(RECORD SET Opens)

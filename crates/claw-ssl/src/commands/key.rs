//! Private key generation.

use std::io::Write;

use claw_pki::{KeyProvider, PkiConfig, RsaKeyProvider};
use tracing::info;

use crate::cli::KeyArgs;
use crate::error::CliError;
use crate::output::{write_artifact, KeyReport, OutputFormat};

/// Key command executor.
pub struct KeyCommand<'a> {
    config: &'a PkiConfig,
}

impl<'a> KeyCommand<'a> {
    /// Create a new key command.
    #[must_use]
    pub const fn new(config: &'a PkiConfig) -> Self {
        Self { config }
    }

    /// Generate an RSA key and write it as PKCS#8 PEM.
    ///
    /// The key goes to `--out` when given, with a report on `writer`;
    /// otherwise the PEM itself goes to `writer`.
    ///
    /// # Errors
    ///
    /// Returns an error if the size is below the configured minimum,
    /// generation fails, or the key cannot be written.
    pub fn execute<W: Write>(
        &self,
        writer: &mut W,
        format: &OutputFormat,
        args: &KeyArgs,
    ) -> Result<(), CliError> {
        let provider = RsaKeyProvider::with_minimum(args.bits, self.config.min_rsa_bits)?;
        let key = provider.generate()?;
        write_artifact(writer, args.out.as_deref(), &key.pem())?;

        if let Some(path) = &args.out {
            info!(path = %path.display(), bits = args.bits, "wrote private key");
            let report = KeyReport {
                algorithm: key.algorithm().to_string(),
                bits: provider.bits(),
                path: path.display().to_string(),
            };
            format.write(writer, &report)?;
        }
        Ok(())
    }
}
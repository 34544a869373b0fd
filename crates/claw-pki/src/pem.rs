//! PEM codec boundary.
//!
//! Thin wrapper over the `pem` crate that fixes the output format (LF line
//! endings, 64-column body) and maps failures into [`Error::Decode`].

use ::pem::{EncodeConfig, LineEnding, Pem};

use crate::error::{Error, Result};

/// Label of an X.509 certificate block.
pub const CERTIFICATE: &str = "CERTIFICATE";
/// Label of a PKCS#10 certificate request block.
pub const CERTIFICATE_REQUEST: &str = "CERTIFICATE REQUEST";
/// Label of a PKCS#8 private key block.
pub const PRIVATE_KEY: &str = "PRIVATE KEY";
/// Label of a PKCS#1 RSA private key block.
pub const RSA_PRIVATE_KEY: &str = "RSA PRIVATE KEY";

const ENCODE_CONFIG: EncodeConfig = EncodeConfig::new().set_line_ending(LineEnding::LF);

/// A decoded PEM block.
#[derive(Debug, Clone, PartialEq, Eq)]
pub struct PemBlock {
    label: String,
    der: Vec<u8>,
}

impl PemBlock {
    /// Creates a block from a label and DER bytes.
    #[must_use]
    pub fn new(label: impl Into<String>, der: Vec<u8>) -> Self {
        Self {
            label: label.into(),
            der,
        }
    }

    /// Returns the block label, e.g. `CERTIFICATE`.
    #[must_use]
    pub fn label(&self) -> &str {
        &self.label
    }

    /// Returns the DER payload.
    #[must_use]
    pub fn der(&self) -> &[u8] {
        &self.der
    }

    /// Consumes the block, returning the DER payload.
    #[must_use]
    pub fn into_der(self) -> Vec<u8> {
        self.der
    }

    /// Re-encodes the block as PEM text.
    #[must_use]
    pub fn encode(&self) -> String {
        encode(&self.label, &self.der)
    }
}

impl From<Pem> for PemBlock {
    fn from(pem: Pem) -> Self {
        Self {
            label: pem.tag().to_string(),
            der: pem.into_contents(),
        }
    }
}

/// Encodes DER bytes as a PEM block with the given label.
#[must_use]
pub fn encode(label: &str, der: &[u8]) -> String {
    ::pem::encode_config(&Pem::new(label, der.to_vec()), ENCODE_CONFIG)
}

/// Decodes the first PEM block in `text`.
///
/// # Errors
///
/// Returns [`Error::Decode`] if no well-formed block is present.
pub fn decode(text: &str) -> Result<PemBlock> {
    ::pem::parse(text)
        .map(PemBlock::from)
        .map_err(|e| Error::Decode(format!("no PEM block found: {e}")))
}

/// Decodes every PEM block in `text`, in order.
///
/// # Errors
///
/// Returns [`Error::Decode`] if a block is malformed.
pub fn decode_all(text: &str) -> Result<Vec<PemBlock>> {
    ::pem::parse_many(text)
        .map(|blocks| blocks.into_iter().map(PemBlock::from).collect())
        .map_err(|e| Error::Decode(format!("malformed PEM content: {e}")))
}

#[cfg(test)]
mod tests {
    use super::*;
    use proptest::prelude::*;

    #[test]
    fn encode_wraps_at_64_columns() {
        let text = encode(CERTIFICATE, &[0xAB; 100]);
        assert!(text.starts_with("-----BEGIN CERTIFICATE-----\n"));
        assert!(text.ends_with("-----END CERTIFICATE-----\n"));
        assert!(!text.contains('\r'));
        assert!(text.lines().all(|line| line.len() <= 64));
    }

    #[test]
    fn decode_reads_first_block() {
        let text = format!(
            "{}{}",
            encode(CERTIFICATE, b"first"),
            encode(CERTIFICATE, b"second")
        );
        let block = decode(&text).unwrap();
        assert_eq!(block.label(), CERTIFICATE);
        assert_eq!(block.der(), b"first");
    }

    #[test]
    fn decode_without_block_fails() {
        let result = decode("this is not PEM");
        assert!(matches!(result, Err(Error::Decode(_))));
    }

    #[test]
    fn decode_all_keeps_order() {
        let text = format!(
            "junk before\n{}{}",
            encode(CERTIFICATE, b"one"),
            encode(PRIVATE_KEY, b"two")
        );
        let blocks = decode_all(&text).unwrap();
        assert_eq!(blocks.len(), 2);
        assert_eq!(blocks[0].der(), b"one");
        assert_eq!(blocks[1].label(), PRIVATE_KEY);
    }

    proptest! {
        #[test]
        fn canonical_blocks_survive_decode_encode(
            der in proptest::collection::vec(any::<u8>(), 1..512),
            label in prop::sample::select(vec![CERTIFICATE, CERTIFICATE_REQUEST, PRIVATE_KEY]),
        ) {
            let text = encode(label, &der);
            let block = decode(&text).unwrap();
            prop_assert_eq!(block.der(), der.as_slice());
            prop_assert_eq!(block.encode(), text);
        }
    }
}
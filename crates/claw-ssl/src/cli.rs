//! Command-line argument parsing with clap.

use std::path::PathBuf;

use clap::{ArgGroup, Args, Parser, Subcommand, ValueEnum};

/// clawssl - keys, certificates, requests and chain verification.
#[derive(Parser, Debug, Clone)]
#[command(name = "clawssl")]
#[command(version, about, long_about = None)]
pub struct Cli {
    /// Output format for reports.
    #[arg(short, long, global = true, value_enum, default_value_t = Format::Table)]
    pub format: Format,

    /// JSON configuration file.
    #[arg(short, long, global = true, env = "CLAWSSL_CONFIG")]
    pub config: Option<PathBuf>,

    /// Subcommand to execute.
    #[command(subcommand)]
    pub command: Commands,
}

/// Output format options.
#[derive(Debug, Clone, Copy, PartialEq, Eq, Default, ValueEnum)]
pub enum Format {
    /// Human-readable table format.
    #[default]
    Table,
    /// JSON output for scripting.
    Json,
}

/// Top-level subcommands.
#[derive(Subcommand, Debug, Clone)]
pub enum Commands {
    /// Generate an RSA private key.
    Key(KeyArgs),

    /// Create a self-signed or CA-signed certificate.
    Cert(CertArgs),

    /// Create a certificate signing request, or a CA with --is-ca.
    Req(ReqArgs),

    /// Verify a certificate against a CA file.
    Verify(VerifyArgs),

    /// Show the contents of a certificate or request.
    Info(InfoArgs),
}

/// Arguments for `key`.
#[derive(Args, Debug, Clone)]
pub struct KeyArgs {
    /// Key size in bits.
    pub bits: usize,

    /// Write the key here instead of stdout.
    #[arg(short, long)]
    pub out: Option<PathBuf>,
}

/// Validity, serial and destination shared by `cert` and `req`.
#[derive(Args, Debug, Clone)]
pub struct IssueArgs {
    /// Private key file (PEM).
    #[arg(short, long)]
    pub key: PathBuf,

    /// Write the artifact here instead of stdout.
    #[arg(short, long)]
    pub out: Option<PathBuf>,

    /// Validity period in days.
    #[arg(long)]
    pub days: Option<u32>,

    /// Serial number.
    #[arg(long)]
    pub serial: Option<u64>,

    /// Mark the certificate as a CA.
    #[arg(long)]
    pub is_ca: bool,
}

/// Arguments for `cert`.
#[derive(Args, Debug, Clone)]
pub struct CertArgs {
    /// Shared issuance flags.
    #[command(flatten)]
    pub issue: IssueArgs,

    /// Issuer certificate; signs with the issuer instead of self-signing.
    #[arg(long, requires = "ca_key")]
    pub ca_cert: Option<PathBuf>,

    /// Issuer private key.
    #[arg(long, requires = "ca_cert")]
    pub ca_key: Option<PathBuf>,
}

/// Arguments for `req`.
#[derive(Args, Debug, Clone)]
pub struct ReqArgs {
    /// Shared issuance flags.
    #[command(flatten)]
    pub issue: IssueArgs,
}

/// Client certificate presented to endpoints that require mutual TLS.
#[derive(Args, Debug, Clone)]
pub struct ClientAuthArgs {
    /// Client certificate chain (PEM); only used with `--url`.
    #[arg(long, requires = "client_key")]
    pub client_cert: Option<PathBuf>,

    /// Client private key (PEM).
    #[arg(long, requires = "client_cert")]
    pub client_key: Option<PathBuf>,
}

/// Arguments for `verify`.
#[derive(Args, Debug, Clone)]
#[command(group(ArgGroup::new("target").required(true).args(["cert_file", "url"])))]
pub struct VerifyArgs {
    /// CA certificates (PEM) to trust.
    #[arg(long)]
    pub ca_file: PathBuf,

    /// Certificate file to verify.
    #[arg(long)]
    pub cert_file: Option<PathBuf>,

    /// Hostname the certificate must be valid for.
    #[arg(long, conflicts_with = "url")]
    pub dns: Option<String>,

    /// Endpoint whose certificate to verify; its host is checked as well.
    #[arg(long)]
    pub url: Option<String>,

    /// Mutual TLS credentials.
    #[command(flatten)]
    pub client: ClientAuthArgs,
}

/// Arguments for `info`.
#[derive(Args, Debug, Clone)]
#[command(group(ArgGroup::new("target").required(true).args(["cert", "csr", "url"])))]
pub struct InfoArgs {
    /// Certificate file.
    #[arg(long)]
    pub cert: Option<PathBuf>,

    /// Certificate request file.
    #[arg(long)]
    pub csr: Option<PathBuf>,

    /// Endpoint whose leaf certificate to show.
    #[arg(long)]
    pub url: Option<String>,

    /// Write the report here instead of stdout.
    #[arg(short, long)]
    pub out: Option<PathBuf>,

    /// Mutual TLS credentials.
    #[command(flatten)]
    pub client: ClientAuthArgs,
}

(RECORD SET Closes)

§ **EXERCISE REQUIREMENTS**
Look through the entries and return every line where "Arguments" appears.

§ **ANSWER SECTION**
/// Arguments for `key`.
/// Arguments for `cert`.
/// Arguments for `req`.
/// Arguments for `verify`.
/// Arguments for `info`.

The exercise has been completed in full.